Maintenant, j’ai fait ça pendant dix ans. Si tu te plantes après cinq ans, c’est que l’idée n’est pas bonne… Mais en dix ans, avec Suseia, on a vécu des choses extraordinaires: le Big Air à Anvers, avec tout le gratin mondial du snowboard, la Belgian house aux J.O. de Londres… Des expériences comme ça restent parmi mes plus belles expériences aussi au niveau personnel!
Les États-Unis ont une autre vue sur l’entrepreneuriat, les échecs éventuels, que l’Europe: mythe ou réalité?
Il y a bien une dynamique entrepreneuriale américaine: ça bouge, ça avance, on prend des risques, on lève de l’argent, c’est la norme là-bas, ça l’est moins en Belgique et en Europe.
L’échec y est aussi plus accepté, en fait, ça fait partie d’un cycle d’apprentissage. C’est quelque chose de normal. Au plus tôt on est confronte a l’échec, au mieux c’est: et c’est le rebond, après l’échec, qui est intéressant.
S’expatrier en famille, comme entrepreneurs, dans une ville chère… Le jeu en vaut-il la chandelle?

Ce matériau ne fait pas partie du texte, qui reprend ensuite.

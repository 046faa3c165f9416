//! Schema module - Parameter, configuration and result types.

mod params;
mod solver;
mod timetable_config;

pub use params::*;
pub use solver::*;
pub use timetable_config::*;
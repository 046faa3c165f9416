//! Benchmarks for timetable decoding, energy simulation and breeding.

use criterion::{BenchmarkId, Criterion, black_box, criterion_group, criterion_main};

use regen_timetable::{
    compute::{EnergySimulator, Timetable, evolution::Solver},
    schema::{ReuseRule, ScheduleParams, SolverConfig, TimetableConfig},
};

fn bench_decode(c: &mut Criterion) {
    let params = ScheduleParams::default();
    let config = TimetableConfig::from_params(&params);

    c.bench_function("decode_default", |b| {
        b.iter(|| Timetable::decode(black_box(&config), black_box(&params)));
    });
}

fn bench_reuse_ratio(c: &mut Criterion) {
    let mut group = c.benchmark_group("reuse_ratio");
    let params = ScheduleParams::default();
    let config = TimetableConfig::from_params(&params);
    let timetable = Timetable::decode(&config, &params);

    for rule in [ReuseRule::Absorbed, ReuseRule::Surplus] {
        let mut simulator = EnergySimulator::new(&params, rule);
        group.bench_with_input(
            BenchmarkId::from_parameter(format!("{:?}", rule)),
            &rule,
            |b, _| {
                b.iter(|| simulator.reuse_ratio(black_box(&timetable)));
            },
        );
    }

    group.finish();
}

fn bench_generation(c: &mut Criterion) {
    let mut group = c.benchmark_group("generation");
    group.sample_size(10);

    for threads in [1, 4] {
        let config = SolverConfig {
            population_size: 32,
            threads: Some(threads),
            random_seed: Some(42),
            ..Default::default()
        };
        let mut solver = match Solver::new(ScheduleParams::default(), config) {
            Ok(solver) => solver,
            Err(e) => panic!("invalid bench configuration: {e}"),
        };
        solver.initialize();

        group.bench_with_input(
            BenchmarkId::from_parameter(format!("{}_threads", threads)),
            &threads,
            |b, _| {
                b.iter(|| solver.step_generation());
            },
        );
    }

    group.finish();
}

criterion_group!(benches, bench_decode, bench_reuse_ratio, bench_generation);
criterion_main!(benches);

Ma femme est une sainte! Et il faut être deux pour vivre ce projet! Là, elle était d’accord donc et on a foncé. Il y a eu des mois avec pas grand chose comme cash. Le projet était alors lourd à porter. Mais l’un dans l’autre, on s’en est sorti: mon épouse est heureuse ici, elle est coach en entreprise à la base, là elle a un job où elle est en charge du contenu des formations dans une grande boîte. Nos enfants sont jeunes, ils vont à la Public school américaine, ils ont des copains, ils apprennent l’anglais. C’est un très beau cadeau que des parents peuvent faire!